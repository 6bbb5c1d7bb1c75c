//! Mock upstream chain and indexer shared by the integration tests.

#![allow(dead_code)]

use std::collections::{HashMap, HashSet};
use std::sync::{Arc, Mutex};

use async_trait::async_trait;
use chainwatch_core::queue::JobQueue;
use chainwatch_core::{
    BlockHeader, ChainSource, Contract, Event, EventName, FetchedEvent, Indexer, MemoryStore, ParsedEvent,
    Store, Watcher, WatcherBuilder, WatcherConfig, WatcherError,
};
use serde_json::{json, Value};
use tokio::sync::mpsc;

// ─── Helpers ──────────────────────────────────────────────────────────────────

/// Deterministic block hash for `number` on `branch`.
pub fn hash(branch: &str, number: u64) -> String {
    format!("0x{branch}{number:04}")
}

pub fn header(branch: &str, number: u64, parent: &str) -> BlockHeader {
    BlockHeader {
        hash: hash(branch, number),
        number,
        parent_hash: parent.to_string(),
        timestamp: 1_700_000_000 + number as i64,
    }
}

/// Headers `from..=to` on `branch`, the first one extending `parent`.
pub fn chain(branch: &str, from: u64, to: u64, parent: &str) -> Vec<BlockHeader> {
    let mut parent = parent.to_string();
    (from..=to)
        .map(|n| {
            let h = header(branch, n, &parent);
            parent = h.hash.clone();
            h
        })
        .collect()
}

pub fn config(max_reorg_depth: u64) -> WatcherConfig {
    WatcherBuilder::new()
        .max_reorg_depth(max_reorg_depth)
        .retry_backoff_ms(0, 0)
        .poll_interval_ms(10)
        .build_config()
        .unwrap()
}

/// A raw log as the mock indexer understands it.
pub fn log(contract: &str, name: &str, args: Value) -> (String, Value) {
    (contract.to_string(), json!({ "event": name, "args": args }))
}

// ─── MockChain ────────────────────────────────────────────────────────────────

#[derive(Default)]
pub struct MockChain {
    blocks: Mutex<HashMap<String, BlockHeader>>,
    subscribers: Mutex<Vec<mpsc::Sender<BlockHeader>>>,
}

impl MockChain {
    pub fn new() -> Self {
        Self::default()
    }

    pub fn add(&self, header: &BlockHeader) {
        self.blocks.lock().unwrap().insert(header.hash.clone(), header.clone());
    }

    /// Add `header` and notify subscribers.
    pub fn announce(&self, header: &BlockHeader) {
        self.add(header);
        for tx in self.subscribers.lock().unwrap().iter() {
            let _ = tx.try_send(header.clone());
        }
    }
}

#[async_trait]
impl ChainSource for MockChain {
    async fn blocks_by_number(&self, number: u64) -> Result<Vec<BlockHeader>, WatcherError> {
        let mut blocks: Vec<BlockHeader> = self
            .blocks
            .lock()
            .unwrap()
            .values()
            .filter(|b| b.number == number)
            .cloned()
            .collect();
        blocks.sort_by(|a, b| a.hash.cmp(&b.hash));
        Ok(blocks)
    }

    async fn block_by_hash(&self, block_hash: &str) -> Result<Option<BlockHeader>, WatcherError> {
        Ok(self.blocks.lock().unwrap().get(block_hash).cloned())
    }

    async fn subscribe_blocks(&self) -> Result<mpsc::Receiver<BlockHeader>, WatcherError> {
        let (tx, rx) = mpsc::channel(256);
        self.subscribers.lock().unwrap().push(tx);
        Ok(rx)
    }
}

// ─── MockIndexer ──────────────────────────────────────────────────────────────

/// Indexer whose `PoolCreated` events start watching the pool in `args.pool`.
#[derive(Default)]
pub struct MockIndexer {
    logs: Mutex<HashMap<String, Vec<(String, Value)>>>,
    watched: Mutex<HashMap<String, Contract>>,
    /// `(block_hash, index, event_name)` in application order.
    pub applied: Mutex<Vec<(String, u32, String)>>,
    pub blocks_seen: Mutex<Vec<String>>,
    pub fetches: Mutex<u32>,
    /// `(block_hash, index)` pairs whose next application fails.
    failing: Mutex<HashSet<(String, u32)>>,
}

impl MockIndexer {
    pub fn new() -> Self {
        Self::default()
    }

    pub fn watch(&self, address: &str, kind: &str) {
        self.watched
            .lock()
            .unwrap()
            .insert(address.to_string(), Contract::new(address, kind, 0));
    }

    pub fn set_logs(&self, block_hash: &str, logs: Vec<(String, Value)>) {
        self.logs.lock().unwrap().insert(block_hash.to_string(), logs);
    }

    /// Make the next application of event `index` in `block_hash` fail
    /// with a retryable handler error.
    pub fn fail_once(&self, block_hash: &str, index: u32) {
        self.failing.lock().unwrap().insert((block_hash.to_string(), index));
    }

    pub fn applied_in(&self, block_hash: &str) -> Vec<(u32, String)> {
        self.applied
            .lock()
            .unwrap()
            .iter()
            .filter(|(h, _, _)| h == block_hash)
            .map(|(_, i, n)| (*i, n.clone()))
            .collect()
    }

    fn decode(raw: &Value) -> ParsedEvent {
        ParsedEvent {
            name: raw["event"].as_str().unwrap_or_default().to_string(),
            info: raw["args"].clone(),
        }
    }
}

#[async_trait]
impl Indexer for MockIndexer {
    async fn fetch_block_events(&self, block: &BlockHeader) -> Result<Vec<FetchedEvent>, WatcherError> {
        *self.fetches.lock().unwrap() += 1;
        let logs = self.logs.lock().unwrap().get(&block.hash).cloned().unwrap_or_default();
        Ok(logs
            .into_iter()
            .map(|(contract, raw)| {
                let name = if self.is_watched_contract(&contract).is_some() {
                    let parsed = Self::decode(&raw);
                    EventName::known(parsed.name, parsed.info)
                } else {
                    EventName::Unknown
                };
                FetchedEvent {
                    contract,
                    name,
                    extra_info: raw,
                    proof: None,
                }
            })
            .collect())
    }

    async fn process_event(&self, event: &Event) -> Result<(), WatcherError> {
        if self.failing.lock().unwrap().remove(&(event.block_hash.clone(), event.index)) {
            return Err(WatcherError::Handler {
                handler: "mock".into(),
                reason: format!("event {} rejected", event.index),
            });
        }
        if event.name.as_str() == "PoolCreated" {
            if let Some(pool) = event.name.info().and_then(|i| i["pool"].as_str()) {
                self.watch(pool, "pool");
            }
        }
        self.applied.lock().unwrap().push((
            event.block_hash.clone(),
            event.index,
            event.name.as_str().to_string(),
        ));
        Ok(())
    }

    async fn process_block(&self, block: &chainwatch_core::BlockProgress) -> Result<(), WatcherError> {
        self.blocks_seen.lock().unwrap().push(block.block_hash.clone());
        Ok(())
    }

    fn is_watched_contract(&self, address: &str) -> Option<Contract> {
        self.watched.lock().unwrap().get(address).cloned()
    }

    fn parse_event_name_and_args(&self, _kind: &str, raw_log: &Value) -> Result<ParsedEvent, WatcherError> {
        Ok(Self::decode(raw_log))
    }

    async fn cache_contract(&self, contract: &Contract) -> Result<(), WatcherError> {
        self.watch(&contract.address, &contract.kind);
        Ok(())
    }
}

// ─── Harness ──────────────────────────────────────────────────────────────────

pub struct Harness {
    pub chain: Arc<MockChain>,
    pub indexer: Arc<MockIndexer>,
    pub store: Arc<MemoryStore>,
    pub watcher: Watcher,
}

impl Harness {
    pub fn new(config: WatcherConfig) -> Self {
        let chain = Arc::new(MockChain::new());
        let indexer = Arc::new(MockIndexer::new());
        let store = Arc::new(MemoryStore::new());
        let watcher = Watcher::new(config, store.clone(), chain.clone(), indexer.clone()).unwrap();
        Self {
            chain,
            indexer,
            store,
            watcher,
        }
    }

    pub fn queue(&self) -> &JobQueue {
        self.watcher.queue()
    }

    /// Publish `header` upstream and hand it to the watcher.
    pub async fn announce(&self, header: &BlockHeader) {
        self.chain.add(header);
        self.watcher.on_new_block(header).await.unwrap();
    }

    pub async fn settle(&self) -> usize {
        self.queue().run_until_idle().await
    }

    /// Announce and settle each header in turn.
    pub async fn feed(&self, headers: &[BlockHeader]) {
        for h in headers {
            self.announce(h).await;
            self.settle().await;
        }
    }

    pub async fn sync_status(&self) -> chainwatch_core::SyncStatus {
        self.store.sync_status().await.unwrap().unwrap()
    }
}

************

*WORK TO BE COMPLETED*
In the lines above, find the word "HashSet" and copy each line that contains it.

*PROBLEM SOLUTION*
use std::collections::{HashMap, HashSet};
    failing: Mutex<HashSet<(String, u32)>>,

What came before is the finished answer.